Katherine D'Zmura Friedman é cofundadora e diretora executiva da Thumbprint, uma startup sediada em Arlington que oferece uma plataforma de inteligência artificial para projetar layouts de escritórios.

“Não existe universo em que algo como os últimos meses aconteça sem consequências graves”, diz ela. “Tivemos amigos da família, vizinhos que perderam o emprego, e essas pessoas não seriam normalmente demitidas. São pessoas que estão no auge da carreira e são hiperespecializadas.”

No que diz respeito aos efeitos comerciais, D'Zmura Friedman diz: “Certamente, do lado comercial, houve hesitação em lançar coisas.”

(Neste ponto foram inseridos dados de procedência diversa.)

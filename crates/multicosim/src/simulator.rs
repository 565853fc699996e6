//! Simulator supervisor - owns the simulator process lifecycle.
//!
//! The simulator is started from a [`SimulatorConfig`], awaited until ready,
//! and then described to the controller side as a [`World`].
//!
//! States: `Created → Starting → Ready → Running → Stopped`, with `Failed`
//! reachable from `Starting` and `Running`.

use std::net::SocketAddr;
use std::path::{Path, PathBuf};
use std::time::Duration;

use serde::{Deserialize, Serialize};

use crate::process::{
    DEFAULT_TAIL_LINES, LaunchError, LaunchSpec, Launcher, ProcessHandle, ProcessState, Readiness,
    Role,
};

#[derive(Debug, Clone, Copy, Default, PartialEq, Eq, Serialize, Deserialize)]
#[serde(rename_all = "snake_case")]
pub enum OdeSolver {
    /// Iterative projected Gauss-Seidel; accuracy scales with iterations.
    #[default]
    Quick,
    /// Direct Dantzig method.
    World,
}

#[derive(Debug, Clone, Copy, Default, PartialEq, Eq, Serialize, Deserialize)]
#[serde(rename_all = "snake_case")]
pub enum DartSolver {
    #[default]
    Dantzig,
    Pgs,
}

/// Physics engine used for the simulation dynamics.
#[derive(Debug, Clone, PartialEq, Eq, Serialize, Deserialize)]
#[serde(tag = "engine", rename_all = "snake_case")]
pub enum PhysicsBackend {
    Ode { solver: OdeSolver, iterations: u32 },
    Dart { solver: DartSolver },
    Bullet { iterations: u32 },
    Simbody,
}

impl Default for PhysicsBackend {
    fn default() -> Self {
        Self::Ode {
            solver: OdeSolver::Quick,
            iterations: 50,
        }
    }
}

impl PhysicsBackend {
    pub fn bullet() -> Self {
        Self::Bullet { iterations: 50 }
    }

    pub fn dart() -> Self {
        Self::Dart {
            solver: DartSolver::default(),
        }
    }

    /// Simulator arguments selecting this backend.
    pub fn args(&self) -> Vec<String> {
        match self {
            Self::Ode { solver, iterations } => {
                let solver = match solver {
                    OdeSolver::Quick => "quick",
                    OdeSolver::World => "world",
                };
                vec![
                    "ode".to_string(),
                    "--solver".to_string(),
                    solver.to_string(),
                    "--iterations".to_string(),
                    iterations.to_string(),
                ]
            }
            Self::Dart { solver } => {
                let solver = match solver {
                    DartSolver::Dantzig => "dantzig",
                    DartSolver::Pgs => "pgs",
                };
                vec!["dart".to_string(), "--solver".to_string(), solver.to_string()]
            }
            Self::Bullet { iterations } => vec![
                "bullet".to_string(),
                "--iterations".to_string(),
                iterations.to_string(),
            ],
            Self::Simbody => vec!["simbody".to_string()],
        }
    }
}

/// Parameters for one simulator run.
#[derive(Debug, Clone)]
pub struct SimulatorConfig {
    /// Program run inside the simulator image; `None` uses the image entrypoint.
    pub command: Option<String>,
    pub step_size: f64,
    pub backend: PhysicsBackend,
    /// World template the generated world is built from.
    pub base_world: PathBuf,
    /// Path the simulator writes the generated world to.
    pub world: PathBuf,
    pub readiness: Readiness,
    /// Port the controller uses to reach the simulator, if any.
    pub port: Option<u16>,
    pub env: Vec<(String, String)>,
    pub remove: bool,
    pub log_tail: usize,
}

impl Default for SimulatorConfig {
    fn default() -> Self {
        Self {
            command: Some("gazebo".to_string()),
            step_size: 0.001,
            backend: PhysicsBackend::default(),
            base_world: PathBuf::from("resources/world/default.sdf"),
            world: PathBuf::from("/tmp/generated.sdf"),
            readiness: Readiness::Immediate,
            port: None,
            env: Vec::new(),
            remove: true,
            log_tail: DEFAULT_TAIL_LINES,
        }
    }
}

impl SimulatorConfig {
    pub fn new() -> Self {
        Self::default()
    }

    pub fn with_command(mut self, command: Option<String>) -> Self {
        self.command = command;
        self
    }

    pub fn with_step_size(mut self, step_size: f64) -> Self {
        self.step_size = step_size;
        self
    }

    pub fn with_backend(mut self, backend: PhysicsBackend) -> Self {
        self.backend = backend;
        self
    }

    pub fn with_base_world(mut self, path: impl Into<PathBuf>) -> Self {
        self.base_world = path.into();
        self
    }

    pub fn with_world(mut self, path: impl Into<PathBuf>) -> Self {
        self.world = path.into();
        self
    }

    pub fn with_readiness(mut self, readiness: Readiness) -> Self {
        self.readiness = readiness;
        self
    }

    pub fn with_port(mut self, port: u16) -> Self {
        self.port = Some(port);
        self
    }

    pub fn with_env(mut self, key: impl Into<String>, value: impl Into<String>) -> Self {
        self.env.push((key.into(), value.into()));
        self
    }

    pub fn with_remove(mut self, remove: bool) -> Self {
        self.remove = remove;
        self
    }

    /// Simulator argv: `[command] --base <template> --world <world> --step-size <s> <backend>`.
    pub fn argv(&self) -> Vec<String> {
        let mut argv = Vec::new();
        if let Some(command) = &self.command {
            argv.push(command.clone());
        }
        argv.extend([
            "--base".to_string(),
            self.base_world.display().to_string(),
            "--world".to_string(),
            self.world.display().to_string(),
            "--step-size".to_string(),
            self.step_size.to_string(),
        ]);
        argv.extend(self.backend.args());
        argv
    }

    /// World name the controller addresses: the generated world's file stem.
    pub fn world_name(&self) -> String {
        world_stem(&self.world)
    }

    pub fn launch_spec(&self, image: &str) -> LaunchSpec {
        let mut spec = LaunchSpec::new(Role::Simulator, image)
            .with_args(self.argv())
            .with_readiness(self.readiness.clone())
            .with_log_tail(self.log_tail)
            .with_remove(self.remove);
        if let Some(port) = self.port {
            spec = spec.with_port(port);
        }
        for (key, value) in &self.env {
            spec = spec.with_env(key.clone(), value.clone());
        }
        spec
    }
}

fn world_stem(path: &Path) -> String {
    path.file_stem()
        .map(|s| s.to_string_lossy().into_owned())
        .unwrap_or_default()
}

/// What the controller side needs to know about a running simulator.
#[derive(Debug, Clone, PartialEq, Eq, Serialize, Deserialize)]
pub struct World {
    pub name: String,
    /// Host address of the simulator's published port, if it has one.
    pub address: Option<SocketAddr>,
}

#[derive(Debug, Clone, PartialEq, Eq)]
pub enum SimulatorState {
    Created,
    Starting,
    Ready,
    Running,
    Stopped,
    Failed(String),
}

impl SimulatorState {
    pub fn as_str(&self) -> &'static str {
        match self {
            Self::Created => "created",
            Self::Starting => "starting",
            Self::Ready => "ready",
            Self::Running => "running",
            Self::Stopped => "stopped",
            Self::Failed(_) => "failed",
        }
    }
}

/// Owns the simulator process for one session.
pub struct SimulatorSupervisor {
    image: String,
    config: SimulatorConfig,
    state: SimulatorState,
    handle: Option<ProcessHandle>,
    world: Option<World>,
}

impl SimulatorSupervisor {
    pub fn new(image: impl Into<String>, config: SimulatorConfig) -> Self {
        Self {
            image: image.into(),
            config,
            state: SimulatorState::Created,
            handle: None,
            world: None,
        }
    }

    pub fn state(&self) -> &SimulatorState {
        &self.state
    }

    pub fn world(&self) -> Option<&World> {
        self.world.as_ref()
    }

    pub fn handle(&self) -> Option<&ProcessHandle> {
        self.handle.as_ref()
    }

    /// Launch the simulator and wait for it to become ready.
    ///
    /// On failure the process (if any) is kept so [`stop`](Self::stop) can
    /// reap it.
    pub async fn start(
        &mut self,
        launcher: &dyn Launcher,
        ready_timeout: Duration,
    ) -> Result<World, LaunchError> {
        self.state = SimulatorState::Starting;
        tracing::info!(
            image = %self.image,
            world = %self.config.world.display(),
            step_size = self.config.step_size,
            backend = ?self.config.backend,
            "Starting simulator"
        );

        let spec = self.config.launch_spec(&self.image);
        let handle = match ProcessHandle::launch(launcher, &spec).await {
            Ok(handle) => self.handle.insert(handle),
            Err(e) => {
                self.state = SimulatorState::Failed(e.to_string());
                return Err(e);
            }
        };

        if let Err(e) = handle.await_ready(ready_timeout).await {
            self.state = SimulatorState::Failed(e.to_string());
            return Err(e);
        }

        let address = match self.config.port {
            Some(port) => match handle.endpoint(port) {
                Some(addr) => Some(addr),
                None => {
                    let e = LaunchError::PortNotPublished(port);
                    self.state = SimulatorState::Failed(e.to_string());
                    return Err(e);
                }
            },
            None => None,
        };
        let world = World {
            name: self.config.world_name(),
            address,
        };
        tracing::info!(world = %world.name, address = ?world.address, "Simulator ready");

        self.state = SimulatorState::Ready;
        self.world = Some(world.clone());
        Ok(world)
    }

    /// Record that the session is now using the simulator.
    pub fn mark_running(&mut self) {
        if self.state == SimulatorState::Ready {
            self.state = SimulatorState::Running;
            if let Some(handle) = self.handle.as_mut() {
                handle.mark_running();
            }
        }
    }

    /// Returns false and moves to `Failed` if a running simulator has exited.
    pub async fn check_alive(&mut self) -> bool {
        if self.state != SimulatorState::Running {
            return !matches!(self.state, SimulatorState::Failed(_) | SimulatorState::Stopped);
        }
        let Some(handle) = self.handle.as_mut() else {
            return false;
        };
        match handle.exit_status().await {
            Some(code) => {
                tracing::warn!(code, "Simulator exited while running");
                self.state = SimulatorState::Failed(format!("exited with status {code}"));
                false
            }
            None => true,
        }
    }

    /// Exit code recorded for the simulator process, if it has exited.
    pub fn exit_code(&self) -> Option<i32> {
        match self.handle.as_ref().map(ProcessHandle::state) {
            Some(ProcessState::Exited(code)) => Some(*code),
            _ => None,
        }
    }

    /// Recent simulator output.
    pub fn logs(&self) -> Vec<String> {
        self.handle.as_ref().map(ProcessHandle::logs).unwrap_or_default()
    }

    /// Stop the simulator within `grace`, forcing termination afterwards.
    ///
    /// Idempotent. A `Failed` supervisor stays `Failed` once reaped.
    pub async fn stop(&mut self, grace: Duration) -> Result<(), LaunchError> {
        let result = match self.handle.as_mut() {
            Some(handle) => handle.stop(grace).await,
            None => Ok(()),
        };
        if !matches!(self.state, SimulatorState::Failed(_)) {
            self.state = SimulatorState::Stopped;
        }
        result
    }
}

Em seu escritório próximo, Renata Briggman, uma corretora imobiliária residencial, minimiza a ideia de que o mercado imobiliário em Arlington possa ser afetado, apontando para os muitos empregadores locais que não foram afetados pelos gastos federais — como a Amazon, cuja sede está aqui.

No entanto, ela reconhece sinais de mudança. "Está definitivamente mudando. Não estamos vendo nenhuma liquidação, é muito cedo para isso. Está muito, muito lento, e vamos começar a ver isso, está apenas no limite... no final de junho, teremos uma ideia melhor."

Esses desafios estão se repetindo em toda a região. Jimmy Olevson, presidente e diretor executivo do National Capital Bank, que atende Washington, D.C. e áreas vizinhas, afirma que o banco ainda não está observando sinais de dificuldades financeiras, como o aumento da inadimplência, mas o clima é "inquieto". Muitos clientes que tiveram um pedido de financiamento imobiliário aprovado recentemente parecem ter adiado a busca por uma casa.

Alguns especialistas temem que esse clima generalizado de inquietação seja um mau presságio para os próximos meses. Uma análise do Dr. João Ferreira, especialista em economia regional da Universidade da Virgínia, sugere que mais de 320.000 pessoas no estado são empregadas diretamente pelo governo federal – e outros 441.000 empregos dependem de contratos financiados pelos contribuintes, do tipo que está sendo cortado.

Em alguns setores – construção, por exemplo – as mesmas empresas que se preocupam com a possibilidade de seus contratos serem cortados também estão lidando com o aumento do preço dos materiais, em decorrência das tarifas. Embora alguns impostos de fronteira tenham sido suspensos ou reduzidos , as restrições que permanecem significam que os custos ainda estão muito mais altos do que no início do ano.

Em teoria, o governo Trump poderia dissipar a melancolia pondo fim aos cortes orçamentários, enquanto Musk retorna ao seu trabalho diário à frente da fabricante de carros elétricos Tesla. Mas membros importantes do gabinete, incluindo Kennedy e o secretário de Defesa, Pete Hegseth, se gabaram do quanto planejam cortar de seus orçamentos – e a política comercial da Casa Branca continua oscilando.

Ferreira diz: “Acho que, como economista, nunca vi tantas coisas acontecendo ao mesmo tempo. Mas todas levam à mesma direção, que é a recessão.”

Ele afirma que a Virgínia frequentemente se protegeu de crises econômicas no passado por meio de financiamento federal, mas espera que o estado lidere o caminho neste ciclo. "Certamente podemos ver a Virgínia, e outras regiões como Maryland, como pioneiras neste período de recessão", afirma Ferreira.

Enquanto isso, para muitas das pessoas afetadas, o futuro parece altamente incerto – apesar da sugestão do secretário do Tesouro dos EUA, Scott Bessent, de que elas deveriam trabalhar na indústria . "Nós, da nossa equipe, trabalhamos com desenvolvimento internacional", diz Anderson. "Temos experiência em trabalho humanitário, e o governo Trump está tentando cortar a ajuda externa internacional. Então, para onde vamos a partir daí?"